Ang II-mediated MAPK pathways depend on PKC activation in the LX-2 cells. (A) Serum-starved LX-2 cells were incubated with Ang II (10⁻⁷ M) for 0, 0.25, 0.5, 1, 2 and 4 h. Whole cell lysates were immunoblotted with antibodies against ERK1/2, p38 MAPK, JNK, and their phosphorylated forms, respectively. Total protein levels of ERK1/2, p38 MAPK and JNK were used as internal controls. Similar results were observed in 3 independent experiments, and representative immunoblot bands are shown. (B,C) Fold-changes in the relative levels of phosphorylated ERK1/2, p38 MAPK and JNK protein are shown after normalizing with the corresponding loading control.
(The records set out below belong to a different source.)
// Registry of live connections keyed by user id.

use crate::domain::UserId;

use axum::extract::ws::Utf8Bytes;
use dashmap::DashMap;
use std::sync::{
    Arc, OnceLock,
    atomic::{AtomicBool, AtomicU64, Ordering},
};
use std::time::{SystemTime, UNIX_EPOCH};
use tokio::sync::{Notify, mpsc};

/// Why a frame could not be queued for a connection.
#[derive(Debug, Clone, Copy, PartialEq, Eq)]
pub enum EgressError {
    Closed,
    Full,
}

struct HandleInner {
    token: u64,
    egress_tx: mpsc::Sender<Utf8Bytes>,
    closed: AtomicBool,
    close_signal: Notify,
}

/// Cheap, cloneable reference to one live connection.
///
/// Frames pushed through the handle land on a bounded per-connection queue
/// drained by the socket task, so sending never waits on network I/O.
/// Two handles are equal only when they refer to the same connection.
#[derive(Clone)]
pub struct ConnectionHandle {
    inner: Arc<HandleInner>,
}

impl std::fmt::Debug for ConnectionHandle {
    fn fmt(&self, f: &mut std::fmt::Formatter<'_>) -> std::fmt::Result {
        f.debug_struct("ConnectionHandle")
            .field("token", &self.inner.token)
            .field("open", &self.is_open())
            .finish()
    }
}

impl PartialEq for ConnectionHandle {
    fn eq(&self, other: &Self) -> bool {
        self.inner.token == other.inner.token
    }
}

impl Eq for ConnectionHandle {}

impl ConnectionHandle {
    /// Creates a handle plus the receiving end of its egress queue.
    pub fn new(capacity: usize) -> (Self, mpsc::Receiver<Utf8Bytes>) {
        let (egress_tx, egress_rx) = mpsc::channel(capacity);
        let handle = Self {
            inner: Arc::new(HandleInner {
                token: next_token(),
                egress_tx,
                closed: AtomicBool::new(false),
                close_signal: Notify::new(),
            }),
        };
        (handle, egress_rx)
    }

    pub fn token(&self) -> u64 {
        self.inner.token
    }

    pub fn is_open(&self) -> bool {
        !self.inner.closed.load(Ordering::Acquire) && !self.inner.egress_tx.is_closed()
    }

    pub fn try_send(&self, frame: Utf8Bytes) -> Result<(), EgressError> {
        if !self.is_open() {
            return Err(EgressError::Closed);
        }
        self.inner.egress_tx.try_send(frame).map_err(|err| match err {
            mpsc::error::TrySendError::Full(_) => EgressError::Full,
            mpsc::error::TrySendError::Closed(_) => EgressError::Closed,
        })
    }

    /// Marks the connection closed and wakes its socket task.
    pub fn close(&self) {
        if !self.inner.closed.swap(true, Ordering::AcqRel) {
            // notify_one keeps a permit if the socket task is not waiting yet.
            self.inner.close_signal.notify_one();
        }
    }

    /// Resolves once `close` has been called.
    pub async fn closed(&self) {
        self.inner.close_signal.notified().await;
    }
}

// Process-unique connection token; seeded from the clock so restarts do not reuse tokens.
fn next_token() -> u64 {
    static COUNTER: OnceLock<AtomicU64> = OnceLock::new();
    let counter = COUNTER.get_or_init(|| {
        let seed = SystemTime::now()
            .duration_since(UNIX_EPOCH)
            .unwrap_or_default()
            .as_nanos() as u64;
        AtomicU64::new(seed)
    });
    counter.fetch_add(1, Ordering::Relaxed)
}

/// Thread-safe map of user id to its current connection.
///
/// Backed by a sharded map, so operations on different ids rarely contend
/// and there is no registry-wide lock.
#[derive(Default)]
pub struct ConnectionRegistry {
    connections: DashMap<UserId, ConnectionHandle>,
}

impl ConnectionRegistry {
    pub fn new() -> Self {
        Self::default()
    }

    /// Installs `handle` for `user_id` and returns the handle it superseded, if any.
    ///
    /// The superseded handle is left open; closing it is the caller's decision.
    pub fn upsert(&self, user_id: UserId, handle: ConnectionHandle) -> Option<ConnectionHandle> {
        self.connections.insert(user_id, handle)
    }

    /// Removes the entry only if it is still `handle`; returns whether it did.
    pub fn remove(&self, user_id: UserId, handle: &ConnectionHandle) -> bool {
        self.connections
            .remove_if(&user_id, |_, current| current == handle)
            .is_some()
    }

    pub fn lookup(&self, user_id: UserId) -> Option<ConnectionHandle> {
        self.connections
            .get(&user_id)
            .map(|entry| entry.value().clone())
    }

    pub fn is_open(&self, handle: &ConnectionHandle) -> bool {
        handle.is_open()
    }

    /// Registered with an open connection.
    pub fn is_online(&self, user_id: UserId) -> bool {
        self.lookup(user_id).is_some_and(|handle| handle.is_open())
    }

    /// Copy of the current entries; no shard stays locked after this returns.
    pub fn handles(&self) -> Vec<(UserId, ConnectionHandle)> {
        self.connections
            .iter()
            .map(|entry| (*entry.key(), entry.value().clone()))
            .collect()
    }

    pub fn len(&self) -> usize {
        self.connections.len()
    }

    pub fn is_empty(&self) -> bool {
        self.connections.is_empty()
    }
}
The relative protein level in vehicle-treated cells was set as 1.0. (D) Serum-starved LX-2 cells were pretreated with CHE (a PKC inhibitor; 10⁻⁵ M) for 0.5 h, and then incubated with or without Ang II (10⁻⁷ M) for either 0.5 h (to detect phosphorylated PKC-α, p38 MAPK and JNK) or 2 h (to detect phosphorylated ERK1/2), followed by Western blotting with the indicated antibodies. PMA (10⁻⁷ M) was included as a positive control. Total protein levels of PKC-α, ERK1/2, p38 MAPK and JNK were used as loading controls. Similar results were observed in 3 independent experiments, and representative immunoblots for each protein are shown. (E–H) The protein levels of phosphorylated forms of PKC-α, ERK1/2, p38 MAPK and JNK were normalized with the value of respective loading control. It was designated as relative phosphorylation ratio compared with that in vehicle-treated cells (defined as 1-fold). Results are presented as mean ± SD of 3 independent experiments. ^# P < 0.05 versus unstimulated or vehicle-treated control cells; ^* P < 0.05 versus Ang II-treated cells.